//! RuntimeSpec
//!
//! Desired deployment shape for a single containerized workload.

use crate::error::SpecError;
use serde::{Deserialize, Serialize};
use std::collections::HashSet;
use std::path::Path;

/// Longest name accepted as an RFC 1123 label.
const MAX_NAME_LEN: usize = 63;

/// Desired deployment shape: which image to run, under which name, how many
/// replicas, and which ports to expose.
///
/// YAML form:
///
/// ```yaml
/// image: nginx
/// name: web
/// replicas: 2
/// ports: [80]
/// publicAddress: true
/// ```
#[derive(Debug, Clone, PartialEq, Eq, Serialize, Deserialize)]
#[serde(rename_all = "camelCase")]
pub struct RuntimeSpec {
    /// Container image reference
    pub image: String,

    /// Workload name; becomes the Deployment, Service and container name
    pub name: String,

    /// Desired pod count
    #[serde(default = "default_replicas")]
    pub replicas: i32,

    /// Container ports, in declaration order
    #[serde(default, skip_serializing_if = "Vec::is_empty")]
    pub ports: Vec<i32>,

    /// Expose the ports through a load balancer instead of a cluster-internal address
    #[serde(default)]
    pub public_address: bool,
}

fn default_replicas() -> i32 {
    1
}

impl RuntimeSpec {
    /// Creates a spec with one replica and no exposed ports.
    pub fn new(image: impl Into<String>, name: impl Into<String>) -> Self {
        Self {
            image: image.into(),
            name: name.into(),
            replicas: default_replicas(),
            ports: Vec::new(),
            public_address: false,
        }
    }

    /// Sets the replica count.
    #[must_use]
    pub fn with_replicas(mut self, replicas: i32) -> Self {
        self.replicas = replicas;
        self
    }

    /// Sets the exposed ports.
    #[must_use]
    pub fn with_ports(mut self, ports: Vec<i32>) -> Self {
        self.ports = ports;
        self
    }

    /// Sets the public-address flag.
    #[must_use]
    pub fn with_public_address(mut self, public_address: bool) -> Self {
        self.public_address = public_address;
        self
    }

    /// Parses a spec from YAML. The result is not validated.
    pub fn from_yaml_str(yaml: &str) -> Result<Self, SpecError> {
        Ok(serde_yaml::from_str(yaml)?)
    }

    /// Reads and parses a spec file. The result is not validated.
    pub fn from_file(path: impl AsRef<Path>) -> Result<Self, SpecError> {
        let contents = std::fs::read_to_string(path)?;
        Self::from_yaml_str(&contents)
    }

    /// Whether a Service has to be reconciled for this spec.
    #[must_use]
    pub fn exposes_ports(&self) -> bool {
        !self.ports.is_empty()
    }

    /// Checks the invariants that must hold before any cluster call.
    pub fn validate(&self) -> Result<(), SpecError> {
        validate_name(&self.name)?;

        if self.image.trim().is_empty() {
            return Err(SpecError::EmptyImage);
        }

        if self.replicas < 0 {
            return Err(SpecError::NegativeReplicas(self.replicas));
        }

        let mut seen = HashSet::with_capacity(self.ports.len());
        for &port in &self.ports {
            if !(1..=65535).contains(&port) {
                return Err(SpecError::InvalidPort(port));
            }
            if !seen.insert(port) {
                return Err(SpecError::DuplicatePort(port));
            }
        }

        Ok(())
    }
}

/// Checks that a name referring to existing objects is present.
///
/// Lookups and deletions only need a name; the label rules of
/// [`validate_name`] apply when objects are created.
pub fn require_name(name: &str) -> Result<(), SpecError> {
    if name.is_empty() {
        return Err(SpecError::EmptyName);
    }
    Ok(())
}

/// Checks that `name` is usable as an object name, container name and label value.
pub fn validate_name(name: &str) -> Result<(), SpecError> {
    if name.is_empty() {
        return Err(SpecError::EmptyName);
    }

    let invalid = |reason| SpecError::InvalidName {
        name: name.to_string(),
        reason,
    };

    if name.len() > MAX_NAME_LEN {
        return Err(invalid("must be at most 63 characters"));
    }
    if !name
        .chars()
        .all(|c| c.is_ascii_lowercase() || c.is_ascii_digit() || c == '-')
    {
        return Err(invalid(
            "must contain only lowercase alphanumeric characters or '-'",
        ));
    }
    if name.starts_with('-') || name.ends_with('-') {
        return Err(invalid("must start and end with an alphanumeric character"));
    }

    Ok(())
}

#[cfg(test)]
mod tests {
    use super::*;

    #[test]
    fn test_require_name() {
        assert!(matches!(require_name(""), Err(SpecError::EmptyName)));
        assert!(require_name("web").is_ok());
        // Only presence is checked, not the label rules
        assert!(require_name("Not_A_Label").is_ok());
    }

    #[test]
    fn test_new_defaults() {
        let spec = RuntimeSpec::new("nginx", "web");
        assert_eq!(spec.replicas, 1);
        assert!(spec.ports.is_empty());
        assert!(!spec.public_address);
        assert!(!spec.exposes_ports());
    }

    #[test]
    fn test_validate_accepts_web_scenario() {
        let spec = RuntimeSpec::new("nginx", "web")
            .with_replicas(2)
            .with_ports(vec![80])
            .with_public_address(true);
        assert!(spec.validate().is_ok());
        assert!(spec.exposes_ports());
    }

    #[test]
    fn test_validate_zero_replicas_allowed() {
        let spec = RuntimeSpec::new("nginx", "web").with_replicas(0);
        assert!(spec.validate().is_ok());
    }

    #[test]
    fn test_validate_empty_name() {
        let spec = RuntimeSpec::new("nginx", "");
        assert!(matches!(spec.validate(), Err(SpecError::EmptyName)));
    }

    #[test]
    fn test_validate_empty_image() {
        let spec = RuntimeSpec::new("", "web");
        assert!(matches!(spec.validate(), Err(SpecError::EmptyImage)));

        let spec = RuntimeSpec::new("   ", "web");
        assert!(matches!(spec.validate(), Err(SpecError::EmptyImage)));
    }

    #[test]
    fn test_validate_name_checked_before_image() {
        // Both missing: the name is reported first
        let spec = RuntimeSpec::new("", "");
        assert!(matches!(spec.validate(), Err(SpecError::EmptyName)));
    }

    #[test]
    fn test_validate_invalid_names() {
        for name in ["Web", "web_app", "-web", "web-", "web.app"] {
            let spec = RuntimeSpec::new("nginx", name);
            assert!(
                matches!(spec.validate(), Err(SpecError::InvalidName { .. })),
                "expected {name} to be rejected"
            );
        }

        let long = "a".repeat(64);
        assert!(matches!(
            validate_name(&long),
            Err(SpecError::InvalidName { .. })
        ));
        assert!(validate_name(&"a".repeat(63)).is_ok());
    }

    #[test]
    fn test_validate_negative_replicas() {
        let spec = RuntimeSpec::new("nginx", "web").with_replicas(-1);
        assert!(matches!(spec.validate(), Err(SpecError::NegativeReplicas(-1))));
    }

    #[test]
    fn test_validate_ports() {
        let spec = RuntimeSpec::new("nginx", "web").with_ports(vec![0]);
        assert!(matches!(spec.validate(), Err(SpecError::InvalidPort(0))));

        let spec = RuntimeSpec::new("nginx", "web").with_ports(vec![65536]);
        assert!(matches!(spec.validate(), Err(SpecError::InvalidPort(65536))));

        let spec = RuntimeSpec::new("nginx", "web").with_ports(vec![80, 443, 80]);
        assert!(matches!(spec.validate(), Err(SpecError::DuplicatePort(80))));
    }

    #[test]
    fn test_from_yaml_camel_case() {
        let spec = RuntimeSpec::from_yaml_str(
            "image: nginx\nname: web\nreplicas: 2\nports: [80, 443]\npublicAddress: true\n",
        )
        .unwrap();
        assert_eq!(
            spec,
            RuntimeSpec::new("nginx", "web")
                .with_replicas(2)
                .with_ports(vec![80, 443])
                .with_public_address(true)
        );
    }

    #[test]
    fn test_from_yaml_defaults() {
        let spec = RuntimeSpec::from_yaml_str("image: nginx\nname: web\n").unwrap();
        assert_eq!(spec.replicas, 1);
        assert!(spec.ports.is_empty());
        assert!(!spec.public_address);
    }

    #[test]
    fn test_from_yaml_missing_image() {
        let result = RuntimeSpec::from_yaml_str("name: web\n");
        assert!(matches!(result, Err(SpecError::Parse(_))));
    }

    #[test]
    fn test_from_file_missing() {
        let result = RuntimeSpec::from_file("/nonexistent/runtime.yaml");
        assert!(matches!(result, Err(SpecError::Io(_))));
    }
}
§ §
• **Exercise details**: When a line holds the string "that", pull it out of the listing.

• **Result of the exercise**:
    /// Checks the invariants that must hold before any cluster call.
/// Checks that a name referring to existing objects is present.
/// Checks that `name` is usable as an object name, container name and label value.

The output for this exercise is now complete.